A successful biosensor is composed of two main components, mainly a biological receptor or sensor element and a transducer. A signal processing unit that usually contains a display or printer is normally used in conjunction to a biosensor as depicted in Figure 2.

Figure 2.

Biosensor design showing the various components necessary for generating a signal. Picture adapted from [6].

2.1 Biological receptor

This component is also known as a sensor or detector element and is responsible for sensing or detecting the presence and/or the concentration of the target analyte or substance. This is a biological component, which serves as a biochemical receptor that specifically recognizes the target analyte [15]. When the biological receptor interacts with a target analyte, it generates a signal in the form of light, heat, pH, charge or mass change [11]. This material should be highly specific, stable under storage conditions and must be immobilized. Furthermore, the biological receptor should be capable of selectively detecting the target compound or analyte in the test sample. According to Paddle [16], the biological receptor determines the sensitivity of the entire device through the generation of the physicochemical signal that is monitored by the transducer [16, 17].

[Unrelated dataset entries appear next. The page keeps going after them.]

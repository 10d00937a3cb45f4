use schemars::schema_for;
use serde_json::{json, Map, Value};

use crate::core::model::{OptimizationResult, Platform};

/// Builds the Gemini strict-mode `responseSchema` for a platform.
///
/// The schema is derived from `OptimizationResult`; the `tags` property is
/// dropped for non-YouTube platforms, matching the per-platform output
/// contract in the instruction text.
pub fn response_schema(platform: Platform) -> serde_json::Result<Value> {
    let mut root = serde_json::to_value(schema_for!(OptimizationResult))?;

    let definitions = root
        .get("definitions")
        .or_else(|| root.get("$defs"))
        .and_then(Value::as_object)
        .cloned()
        .unwrap_or_default();

    inline_node(&mut root, &definitions, 0);

    if let Value::Object(map) = &mut root {
        map.remove("$schema");
        map.remove("definitions");
        map.remove("$defs");
    }

    if platform != Platform::YouTube {
        if let Some(props) = root.get_mut("properties").and_then(Value::as_object_mut) {
            props.remove("tags");
        }
    }

    Ok(root)
}

/// Resolves `$ref` against the schema's definitions and strips the keywords
/// Gemini strict mode rejects. The response types are flat, so a shallow
/// depth guard is enough.
fn inline_node(node: &mut Value, definitions: &Map<String, Value>, depth: usize) {
    if depth > 8 {
        *node = json!({ "type": "object" });
        return;
    }

    let ref_name = node
        .get("$ref")
        .and_then(Value::as_str)
        .and_then(|r| r.split('/').next_back())
        .map(str::to_string);
    if let Some(name) = ref_name {
        *node = definitions
            .get(&name)
            .cloned()
            .unwrap_or_else(|| json!({ "type": "object" }));
    }

    let Value::Object(map) = node else { return };

    map.remove("$ref");
    map.remove("additionalProperties");
    map.remove("title");
    map.remove("format");

    // Option<T> derives as type ["T", "null"]; strict mode wants a single
    // type plus a nullable flag.
    if let Some(Value::Array(types)) = map.get("type") {
        let nullable = types.iter().any(|t| t == &json!("null"));
        let concrete = types.iter().find(|t| *t != &json!("null")).cloned();
        if let Some(t) = concrete {
            map.insert("type".to_string(), t);
            if nullable {
                map.insert("nullable".to_string(), json!(true));
            }
        }
    }

    if let Some(Value::Object(props)) = map.get_mut("properties") {
        for val in props.values_mut() {
            inline_node(val, definitions, depth + 1);
        }
    }

    if let Some(items) = map.get_mut("items") {
        inline_node(items, definitions, depth + 1);
    }

    for key in ["allOf", "anyOf", "oneOf"] {
        if let Some(Value::Array(arr)) = map.get_mut(key) {
            for item in arr.iter_mut() {
                inline_node(item, definitions, depth + 1);
            }
        }
    }
}

#[cfg(test)]
mod tests {
    use super::*;

    #[test]
    fn test_schema_has_no_refs_or_meta_keys() {
        let schema = response_schema(Platform::YouTube).unwrap();
        let text = serde_json::to_string(&schema).unwrap();
        assert!(!text.contains("$ref"));
        assert!(!text.contains("$schema"));
        assert!(!text.contains("additionalProperties"));
    }

    #[test]
    fn test_schema_inlines_definitions() {
        let schema = response_schema(Platform::YouTube).unwrap();
        let title_type = schema
            .pointer("/properties/guidelines/items/properties/title/type")
            .and_then(Value::as_str);
        assert_eq!(title_type, Some("string"));
        let content_type = schema
            .pointer("/properties/suggestions/items/properties/content/type")
            .and_then(Value::as_str);
        assert_eq!(content_type, Some("string"));
    }

    #[test]
    fn test_tags_only_for_youtube() {
        let youtube = response_schema(Platform::YouTube).unwrap();
        assert!(youtube.pointer("/properties/tags").is_some());

        for platform in [Platform::X, Platform::Facebook] {
            let schema = response_schema(platform).unwrap();
            assert!(schema.pointer("/properties/tags").is_none());
        }
    }

    #[test]
    fn test_nullable_folding() {
        let schema = response_schema(Platform::YouTube).unwrap();
        let tags = schema.pointer("/properties/tags").unwrap();
        assert_eq!(tags.pointer("/type").and_then(Value::as_str), Some("array"));
        assert_eq!(tags.pointer("/nullable"), Some(&json!(true)));
    }
}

This component can be a tissue, microorganism, organelle, cell receptor, enzyme, antibody or nucleic acid etc. These can be grouped into two categories, namely catalytic and non-catalytic receptors [18]. The catalytic group of biological receptors are used in devices intended for continuous monitoring of substances at millimolar or micromollar concentrations. These include enzymes, tissues and microorganisms. The non-catalytic group is used mainly in biosensor devices that measure analytes such as steroids, drugs, and toxins etc. which usually occur at very low concentrations (micro to picomollar range). These are non-reusable devices which can only be used once and discarded thereafter. Such receptors include antibodies, antigens, nucleic acids etc. [17, 19, 20].

2.2 Transducer

A transducer forms the second main component in the design of a biosensor. Generally, a transducer is a material that is capable of converting one form of energy to another [11]. In a biosensor, a transducer is responsible for converting the biochemical signal received from the biological receptor, which is a result of the interaction between the target analyte and the biological receptor, into a measurable and quantifiable signal which can be piezo-electrical, optical, electrochemical etc. The transducer detects and measures the change that occurs during biological receptor – analyte interaction [21]. An example of a transducer is a pH sensor in a glucose biosensor. An enzyme, known as glucose oxidase, is used as a biological receptor which binds glucose and converts it to gluconic acid in the presence of oxygen. The pH sensor (transducer) then detects the change in pH (due to production of gluconic acid) and converts it into a voltage change [22, 23]. The following features are recommended when a transducer is designed; specificity to the target analyte, analyte concentration range, response time and suitability for practical applications. Ideally, a transducer should be highly specific to the analyte, give measurement at the lowest analyte concentration within the shortest time possible [24].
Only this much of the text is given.